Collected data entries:
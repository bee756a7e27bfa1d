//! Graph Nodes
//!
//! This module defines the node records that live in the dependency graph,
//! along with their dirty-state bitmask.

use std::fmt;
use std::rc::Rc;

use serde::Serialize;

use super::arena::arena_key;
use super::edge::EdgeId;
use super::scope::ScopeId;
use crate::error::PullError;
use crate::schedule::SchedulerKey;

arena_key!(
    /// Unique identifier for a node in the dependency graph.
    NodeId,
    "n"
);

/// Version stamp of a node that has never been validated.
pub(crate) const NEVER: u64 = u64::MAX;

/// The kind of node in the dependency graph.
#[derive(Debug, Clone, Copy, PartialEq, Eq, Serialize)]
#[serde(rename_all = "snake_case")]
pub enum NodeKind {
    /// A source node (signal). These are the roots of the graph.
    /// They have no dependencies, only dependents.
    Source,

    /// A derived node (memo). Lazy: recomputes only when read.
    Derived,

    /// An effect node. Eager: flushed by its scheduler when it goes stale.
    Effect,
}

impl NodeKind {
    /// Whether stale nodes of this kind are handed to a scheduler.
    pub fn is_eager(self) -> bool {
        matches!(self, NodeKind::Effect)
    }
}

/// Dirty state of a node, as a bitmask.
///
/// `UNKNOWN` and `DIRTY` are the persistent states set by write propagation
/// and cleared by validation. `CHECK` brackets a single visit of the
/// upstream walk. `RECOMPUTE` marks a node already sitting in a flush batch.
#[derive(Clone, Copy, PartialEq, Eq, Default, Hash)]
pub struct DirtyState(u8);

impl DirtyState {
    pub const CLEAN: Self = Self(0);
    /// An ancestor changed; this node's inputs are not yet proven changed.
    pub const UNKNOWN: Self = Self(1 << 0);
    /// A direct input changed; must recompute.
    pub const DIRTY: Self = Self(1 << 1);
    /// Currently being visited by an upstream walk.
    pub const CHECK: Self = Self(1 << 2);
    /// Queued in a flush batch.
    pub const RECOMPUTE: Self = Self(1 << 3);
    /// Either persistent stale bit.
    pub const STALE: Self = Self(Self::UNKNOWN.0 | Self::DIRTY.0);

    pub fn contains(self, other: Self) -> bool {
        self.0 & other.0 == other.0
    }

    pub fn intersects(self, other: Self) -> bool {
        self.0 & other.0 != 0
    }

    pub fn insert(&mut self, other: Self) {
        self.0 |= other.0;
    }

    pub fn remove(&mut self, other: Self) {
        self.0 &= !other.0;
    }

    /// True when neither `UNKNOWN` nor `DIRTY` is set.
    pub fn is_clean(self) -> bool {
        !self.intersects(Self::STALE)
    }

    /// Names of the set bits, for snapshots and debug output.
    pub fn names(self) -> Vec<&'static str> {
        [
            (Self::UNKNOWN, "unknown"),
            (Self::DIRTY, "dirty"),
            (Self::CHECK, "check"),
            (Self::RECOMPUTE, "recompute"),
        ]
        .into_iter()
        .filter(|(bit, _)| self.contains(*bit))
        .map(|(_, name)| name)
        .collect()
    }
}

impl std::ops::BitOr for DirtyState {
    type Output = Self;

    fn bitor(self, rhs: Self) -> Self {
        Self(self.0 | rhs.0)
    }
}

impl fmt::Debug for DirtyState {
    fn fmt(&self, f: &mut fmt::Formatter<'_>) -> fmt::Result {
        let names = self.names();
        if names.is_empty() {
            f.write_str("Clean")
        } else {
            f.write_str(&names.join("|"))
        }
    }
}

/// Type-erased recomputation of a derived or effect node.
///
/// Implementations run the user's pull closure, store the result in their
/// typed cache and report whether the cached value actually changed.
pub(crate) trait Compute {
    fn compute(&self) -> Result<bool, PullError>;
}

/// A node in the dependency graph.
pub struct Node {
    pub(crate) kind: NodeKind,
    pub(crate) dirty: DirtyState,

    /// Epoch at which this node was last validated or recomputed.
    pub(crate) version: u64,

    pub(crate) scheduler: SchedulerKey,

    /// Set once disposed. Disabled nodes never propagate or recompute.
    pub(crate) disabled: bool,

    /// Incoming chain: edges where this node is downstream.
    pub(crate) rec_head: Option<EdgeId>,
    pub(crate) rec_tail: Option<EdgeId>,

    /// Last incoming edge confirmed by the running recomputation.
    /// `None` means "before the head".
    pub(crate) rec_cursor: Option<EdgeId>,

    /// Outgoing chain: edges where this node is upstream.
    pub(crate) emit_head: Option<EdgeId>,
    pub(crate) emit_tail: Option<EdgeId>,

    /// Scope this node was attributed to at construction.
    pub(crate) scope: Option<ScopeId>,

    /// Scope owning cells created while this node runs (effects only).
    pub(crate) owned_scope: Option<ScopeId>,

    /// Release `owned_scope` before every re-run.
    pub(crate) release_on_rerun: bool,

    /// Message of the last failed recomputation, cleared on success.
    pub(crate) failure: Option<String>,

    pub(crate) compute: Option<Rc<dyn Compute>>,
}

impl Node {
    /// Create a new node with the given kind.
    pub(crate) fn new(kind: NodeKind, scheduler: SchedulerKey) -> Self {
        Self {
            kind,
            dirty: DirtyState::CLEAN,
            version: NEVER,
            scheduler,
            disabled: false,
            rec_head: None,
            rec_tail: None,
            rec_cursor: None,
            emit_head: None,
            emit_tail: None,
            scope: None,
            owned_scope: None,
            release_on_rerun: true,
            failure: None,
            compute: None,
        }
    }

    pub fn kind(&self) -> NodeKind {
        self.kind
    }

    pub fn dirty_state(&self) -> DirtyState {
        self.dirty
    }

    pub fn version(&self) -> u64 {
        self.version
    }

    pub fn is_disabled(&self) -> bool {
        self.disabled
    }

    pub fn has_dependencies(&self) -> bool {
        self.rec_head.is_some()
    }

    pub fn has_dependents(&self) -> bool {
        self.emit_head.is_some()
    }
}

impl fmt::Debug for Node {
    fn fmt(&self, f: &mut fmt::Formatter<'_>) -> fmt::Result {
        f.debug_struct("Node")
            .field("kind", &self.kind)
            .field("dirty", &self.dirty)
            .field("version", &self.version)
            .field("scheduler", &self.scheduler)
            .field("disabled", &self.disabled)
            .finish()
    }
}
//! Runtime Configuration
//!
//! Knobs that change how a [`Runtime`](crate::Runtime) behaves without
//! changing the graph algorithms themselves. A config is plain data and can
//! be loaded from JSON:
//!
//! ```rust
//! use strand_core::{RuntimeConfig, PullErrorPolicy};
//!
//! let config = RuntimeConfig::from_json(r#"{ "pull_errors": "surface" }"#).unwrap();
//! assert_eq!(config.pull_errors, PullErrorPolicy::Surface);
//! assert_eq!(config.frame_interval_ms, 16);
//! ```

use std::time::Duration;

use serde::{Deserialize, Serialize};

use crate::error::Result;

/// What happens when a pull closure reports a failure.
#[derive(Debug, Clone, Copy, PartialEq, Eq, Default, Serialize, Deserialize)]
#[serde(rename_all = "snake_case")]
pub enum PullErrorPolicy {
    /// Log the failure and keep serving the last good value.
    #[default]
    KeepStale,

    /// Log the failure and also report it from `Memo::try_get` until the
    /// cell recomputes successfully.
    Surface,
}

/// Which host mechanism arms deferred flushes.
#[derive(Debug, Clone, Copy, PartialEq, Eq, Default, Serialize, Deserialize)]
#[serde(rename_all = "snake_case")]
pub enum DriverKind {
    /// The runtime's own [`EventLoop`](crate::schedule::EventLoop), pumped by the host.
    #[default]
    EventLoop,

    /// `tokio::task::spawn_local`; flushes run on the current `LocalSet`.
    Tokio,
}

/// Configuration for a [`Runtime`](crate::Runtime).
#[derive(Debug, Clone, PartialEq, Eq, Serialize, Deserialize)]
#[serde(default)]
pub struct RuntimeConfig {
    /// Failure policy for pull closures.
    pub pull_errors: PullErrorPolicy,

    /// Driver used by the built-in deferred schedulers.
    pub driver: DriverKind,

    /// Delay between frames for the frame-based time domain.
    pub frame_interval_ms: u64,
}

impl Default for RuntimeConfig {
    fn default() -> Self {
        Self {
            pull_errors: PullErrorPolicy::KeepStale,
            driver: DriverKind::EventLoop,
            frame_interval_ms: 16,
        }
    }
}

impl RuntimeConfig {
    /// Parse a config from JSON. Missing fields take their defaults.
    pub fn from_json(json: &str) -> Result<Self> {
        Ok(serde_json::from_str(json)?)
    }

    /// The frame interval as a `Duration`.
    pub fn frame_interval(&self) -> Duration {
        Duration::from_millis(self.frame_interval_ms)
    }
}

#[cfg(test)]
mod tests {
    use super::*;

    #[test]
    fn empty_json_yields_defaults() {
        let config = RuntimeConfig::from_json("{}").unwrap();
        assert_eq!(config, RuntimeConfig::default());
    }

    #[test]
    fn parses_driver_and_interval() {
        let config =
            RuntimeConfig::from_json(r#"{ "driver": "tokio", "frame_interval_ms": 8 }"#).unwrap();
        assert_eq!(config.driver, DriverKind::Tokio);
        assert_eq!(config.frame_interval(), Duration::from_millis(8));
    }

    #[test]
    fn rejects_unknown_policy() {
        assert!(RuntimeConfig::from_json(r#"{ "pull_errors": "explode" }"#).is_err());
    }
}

* * *

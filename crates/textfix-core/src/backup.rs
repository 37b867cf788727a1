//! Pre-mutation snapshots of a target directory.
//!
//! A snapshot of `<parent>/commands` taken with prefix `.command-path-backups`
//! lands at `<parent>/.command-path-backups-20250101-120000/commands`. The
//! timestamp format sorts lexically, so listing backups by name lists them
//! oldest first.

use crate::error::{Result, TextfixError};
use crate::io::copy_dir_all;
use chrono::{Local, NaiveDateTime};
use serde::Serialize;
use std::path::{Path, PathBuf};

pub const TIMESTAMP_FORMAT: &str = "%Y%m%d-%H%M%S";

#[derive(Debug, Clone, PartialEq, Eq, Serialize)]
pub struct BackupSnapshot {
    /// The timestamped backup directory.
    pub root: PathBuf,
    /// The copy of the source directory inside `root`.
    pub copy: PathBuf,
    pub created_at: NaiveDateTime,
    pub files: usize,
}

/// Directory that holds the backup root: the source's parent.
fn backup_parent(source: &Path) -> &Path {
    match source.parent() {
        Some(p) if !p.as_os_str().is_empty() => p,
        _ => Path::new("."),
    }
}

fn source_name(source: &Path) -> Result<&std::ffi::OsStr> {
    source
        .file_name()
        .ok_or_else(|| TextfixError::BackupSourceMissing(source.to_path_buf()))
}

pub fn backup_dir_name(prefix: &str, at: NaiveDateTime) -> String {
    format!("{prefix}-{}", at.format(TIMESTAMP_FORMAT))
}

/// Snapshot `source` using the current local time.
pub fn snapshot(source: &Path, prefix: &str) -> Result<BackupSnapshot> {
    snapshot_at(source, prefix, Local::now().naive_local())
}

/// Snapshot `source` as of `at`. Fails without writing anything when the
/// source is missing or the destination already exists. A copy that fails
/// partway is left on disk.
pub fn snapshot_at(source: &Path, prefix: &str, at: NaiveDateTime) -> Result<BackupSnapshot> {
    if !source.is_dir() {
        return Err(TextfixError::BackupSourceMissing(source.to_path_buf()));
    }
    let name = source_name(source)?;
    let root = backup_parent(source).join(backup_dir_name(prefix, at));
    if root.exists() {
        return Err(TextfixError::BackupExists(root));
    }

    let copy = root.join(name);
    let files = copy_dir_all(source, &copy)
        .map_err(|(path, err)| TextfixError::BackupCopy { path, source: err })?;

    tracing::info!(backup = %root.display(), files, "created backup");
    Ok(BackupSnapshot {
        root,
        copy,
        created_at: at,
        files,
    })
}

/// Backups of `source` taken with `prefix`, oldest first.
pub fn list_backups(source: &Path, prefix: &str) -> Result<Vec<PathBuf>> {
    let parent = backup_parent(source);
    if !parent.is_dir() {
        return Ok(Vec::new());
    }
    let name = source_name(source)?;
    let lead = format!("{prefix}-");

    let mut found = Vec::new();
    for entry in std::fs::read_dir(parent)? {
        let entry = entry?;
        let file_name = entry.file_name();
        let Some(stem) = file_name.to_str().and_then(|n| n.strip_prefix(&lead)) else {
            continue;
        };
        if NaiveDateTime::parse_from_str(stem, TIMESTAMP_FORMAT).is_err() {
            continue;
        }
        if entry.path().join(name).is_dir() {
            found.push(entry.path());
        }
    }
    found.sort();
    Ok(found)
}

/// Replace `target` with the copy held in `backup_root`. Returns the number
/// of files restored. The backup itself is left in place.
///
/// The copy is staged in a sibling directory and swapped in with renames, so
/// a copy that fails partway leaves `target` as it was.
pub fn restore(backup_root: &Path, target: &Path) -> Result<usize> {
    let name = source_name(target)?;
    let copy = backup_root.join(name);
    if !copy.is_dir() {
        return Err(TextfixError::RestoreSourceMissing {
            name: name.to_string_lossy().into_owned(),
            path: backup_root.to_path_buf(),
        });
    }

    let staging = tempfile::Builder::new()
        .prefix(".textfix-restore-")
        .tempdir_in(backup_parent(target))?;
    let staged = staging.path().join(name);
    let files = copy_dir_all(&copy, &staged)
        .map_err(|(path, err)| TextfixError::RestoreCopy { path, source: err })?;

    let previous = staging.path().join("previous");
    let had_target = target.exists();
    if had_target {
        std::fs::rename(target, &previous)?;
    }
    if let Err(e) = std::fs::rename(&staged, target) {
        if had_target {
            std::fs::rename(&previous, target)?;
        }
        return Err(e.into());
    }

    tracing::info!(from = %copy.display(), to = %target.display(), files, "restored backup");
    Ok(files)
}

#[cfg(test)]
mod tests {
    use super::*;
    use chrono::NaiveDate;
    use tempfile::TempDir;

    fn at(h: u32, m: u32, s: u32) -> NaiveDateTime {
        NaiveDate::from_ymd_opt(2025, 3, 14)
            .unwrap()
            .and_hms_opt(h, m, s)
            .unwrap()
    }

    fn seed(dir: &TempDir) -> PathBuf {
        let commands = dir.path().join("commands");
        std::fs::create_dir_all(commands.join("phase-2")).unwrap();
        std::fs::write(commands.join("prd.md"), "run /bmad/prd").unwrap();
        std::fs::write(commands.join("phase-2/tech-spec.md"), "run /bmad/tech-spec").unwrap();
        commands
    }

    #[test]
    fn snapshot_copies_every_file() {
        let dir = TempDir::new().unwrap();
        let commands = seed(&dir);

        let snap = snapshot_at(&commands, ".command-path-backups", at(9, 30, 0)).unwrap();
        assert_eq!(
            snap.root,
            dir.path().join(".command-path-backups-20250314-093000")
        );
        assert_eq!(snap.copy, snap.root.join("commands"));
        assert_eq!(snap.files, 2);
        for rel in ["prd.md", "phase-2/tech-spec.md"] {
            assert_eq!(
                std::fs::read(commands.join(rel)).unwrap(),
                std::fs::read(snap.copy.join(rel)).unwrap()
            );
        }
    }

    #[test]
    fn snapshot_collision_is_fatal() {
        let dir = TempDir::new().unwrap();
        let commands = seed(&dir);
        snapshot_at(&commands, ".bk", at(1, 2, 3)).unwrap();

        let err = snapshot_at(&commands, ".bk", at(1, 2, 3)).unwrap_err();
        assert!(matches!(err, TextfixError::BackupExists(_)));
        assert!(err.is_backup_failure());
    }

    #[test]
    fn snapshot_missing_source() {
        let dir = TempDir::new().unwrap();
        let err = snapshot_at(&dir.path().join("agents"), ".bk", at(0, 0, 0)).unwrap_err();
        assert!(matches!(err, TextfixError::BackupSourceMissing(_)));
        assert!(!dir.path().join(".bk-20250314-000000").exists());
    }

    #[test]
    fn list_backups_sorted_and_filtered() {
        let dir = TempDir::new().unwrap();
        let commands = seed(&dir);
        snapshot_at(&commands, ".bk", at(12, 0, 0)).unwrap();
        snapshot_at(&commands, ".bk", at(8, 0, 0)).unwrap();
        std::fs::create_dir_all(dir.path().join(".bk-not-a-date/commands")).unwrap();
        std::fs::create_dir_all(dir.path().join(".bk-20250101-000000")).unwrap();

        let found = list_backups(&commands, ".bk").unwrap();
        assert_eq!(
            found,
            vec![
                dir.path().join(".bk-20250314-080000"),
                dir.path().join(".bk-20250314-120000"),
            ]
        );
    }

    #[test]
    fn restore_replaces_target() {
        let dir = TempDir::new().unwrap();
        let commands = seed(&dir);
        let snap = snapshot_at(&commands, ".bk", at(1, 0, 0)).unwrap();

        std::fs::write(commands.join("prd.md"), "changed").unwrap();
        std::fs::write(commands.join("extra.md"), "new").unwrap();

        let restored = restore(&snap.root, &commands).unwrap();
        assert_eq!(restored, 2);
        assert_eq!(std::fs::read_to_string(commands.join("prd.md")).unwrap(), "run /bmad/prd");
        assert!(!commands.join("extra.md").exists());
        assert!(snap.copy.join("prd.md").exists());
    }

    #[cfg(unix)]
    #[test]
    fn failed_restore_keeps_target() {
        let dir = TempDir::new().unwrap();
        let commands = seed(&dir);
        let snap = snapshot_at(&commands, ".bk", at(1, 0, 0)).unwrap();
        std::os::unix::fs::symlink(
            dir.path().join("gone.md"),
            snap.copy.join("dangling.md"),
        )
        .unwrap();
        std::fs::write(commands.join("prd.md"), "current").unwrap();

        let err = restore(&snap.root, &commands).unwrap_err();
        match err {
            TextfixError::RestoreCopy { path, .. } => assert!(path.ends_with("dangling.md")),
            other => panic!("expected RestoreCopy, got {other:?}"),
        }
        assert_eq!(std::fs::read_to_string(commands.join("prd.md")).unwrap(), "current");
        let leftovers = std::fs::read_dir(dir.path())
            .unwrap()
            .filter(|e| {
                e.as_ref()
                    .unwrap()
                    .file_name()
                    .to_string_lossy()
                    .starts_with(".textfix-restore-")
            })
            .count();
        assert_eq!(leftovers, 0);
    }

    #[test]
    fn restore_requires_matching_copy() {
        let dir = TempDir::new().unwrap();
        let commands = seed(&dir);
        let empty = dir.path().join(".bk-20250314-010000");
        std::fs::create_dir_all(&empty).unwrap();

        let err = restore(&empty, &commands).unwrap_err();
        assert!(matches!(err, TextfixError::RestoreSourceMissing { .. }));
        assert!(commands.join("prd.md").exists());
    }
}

* * *

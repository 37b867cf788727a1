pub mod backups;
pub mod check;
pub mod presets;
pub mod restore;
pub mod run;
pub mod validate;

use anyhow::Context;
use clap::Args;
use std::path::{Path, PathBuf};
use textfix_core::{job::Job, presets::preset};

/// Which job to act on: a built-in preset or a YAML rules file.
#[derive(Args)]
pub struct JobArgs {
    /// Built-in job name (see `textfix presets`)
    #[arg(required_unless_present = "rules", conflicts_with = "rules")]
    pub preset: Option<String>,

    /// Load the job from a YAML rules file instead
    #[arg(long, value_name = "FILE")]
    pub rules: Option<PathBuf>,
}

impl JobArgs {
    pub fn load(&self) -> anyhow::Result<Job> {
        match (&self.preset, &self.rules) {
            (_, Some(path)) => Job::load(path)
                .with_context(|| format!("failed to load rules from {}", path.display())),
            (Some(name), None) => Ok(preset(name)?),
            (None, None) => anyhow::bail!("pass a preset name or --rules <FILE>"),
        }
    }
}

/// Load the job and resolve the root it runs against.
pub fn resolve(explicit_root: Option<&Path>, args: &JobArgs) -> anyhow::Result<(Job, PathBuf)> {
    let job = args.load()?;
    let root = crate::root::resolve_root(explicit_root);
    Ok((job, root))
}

◆ EXERCISE AIM
What lines above contain "ScopeId"? Copy them out.

◆ SOLUTION FOR THIS TASK
use super::scope::ScopeId;
    pub(crate) scope: Option<ScopeId>,
    pub(crate) owned_scope: Option<ScopeId>,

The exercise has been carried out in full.